> Required work
Count the lines of data below that include "Returns". Provide only the number.

> Extracted data
▬▬▬▬▬▬▬▬▬▬
//! Pollard-rho (Brent variant) factorization of the `pq` challenge.

fn gcd(mut a: u128, mut b: u128) -> u128 {
    while b != 0 {
        (a, b) = (b, a % b);
    }
    a
}

fn abs_sub(a: u128, b: u128) -> u128 { a.max(b) - a.min(b) }

fn step(y: u128, c: u128, n: u128) -> u128 { (y * y % n + c) % n }

/// One Brent run with polynomial `x² + c`. Returns a divisor of `n`, which
/// may be trivial (`1` or `n`).
fn brent(n: u128, c: u128) -> u128 {
    const BATCH: u128 = 128;

    let mut y = 2u128;
    let mut x = y;
    let mut ys = y;
    let mut g = 1u128;
    let mut r = 1u128;
    let mut q = 1u128;

    while g == 1 {
        x = y;
        for _ in 0..r {
            y = step(y, c, n);
        }
        let mut k = 0;
        while k < r && g == 1 {
            ys = y;
            for _ in 0..BATCH.min(r - k) {
                y = step(y, c, n);
                q = q * abs_sub(x, y) % n;
            }
            g = gcd(q, n);
            k += BATCH;
        }
        r *= 2;
    }

    if g == n {
        // The batch overshot; replay it one step at a time.
        loop {
            ys = step(ys, c, n);
            g = gcd(abs_sub(x, ys), n);
            if g > 1 {
                break;
            }
        }
    }
    g
}

/// Split `pq` into two factors `(p, q)` with `p ≤ q`.
///
/// Returns `None` when no non-trivial split is found (`pq` prime, or below 4).
pub fn factorize(pq: u64) -> Option<(u64, u64)> {
    if pq < 4 {
        return None;
    }
    if pq % 2 == 0 {
        return Some((2, pq / 2));
    }
    let n = pq as u128;
    for c in [1u128, 3, 5, 7, 11, 13, 17, 19] {
        let g = brent(n, c);
        if g != 1 && g != n {
            let (a, b) = (g as u64, (n / g) as u64);
            return Some((a.min(b), a.max(b)));
        }
    }
    None
}

#[cfg(test)]
mod tests {
    use super::*;

    #[test]
    fn splits_handshake_sized_products() {
        assert_eq!(factorize(1470626929934143021), Some((1206429347, 1218991343)));
        assert_eq!(factorize(2363612107535801713), Some((1518968219, 1556064227)));
    }

    #[test]
    fn even_and_tiny_inputs() {
        assert_eq!(factorize(10), Some((2, 5)));
        assert_eq!(factorize(3), None);
    }

    #[test]
    fn prime_has_no_split() {
        assert_eq!(factorize(1_000_000_007), None);
    }
}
▬▬▬▬▬▬▬▬▬▬
> Answer to the exercise
2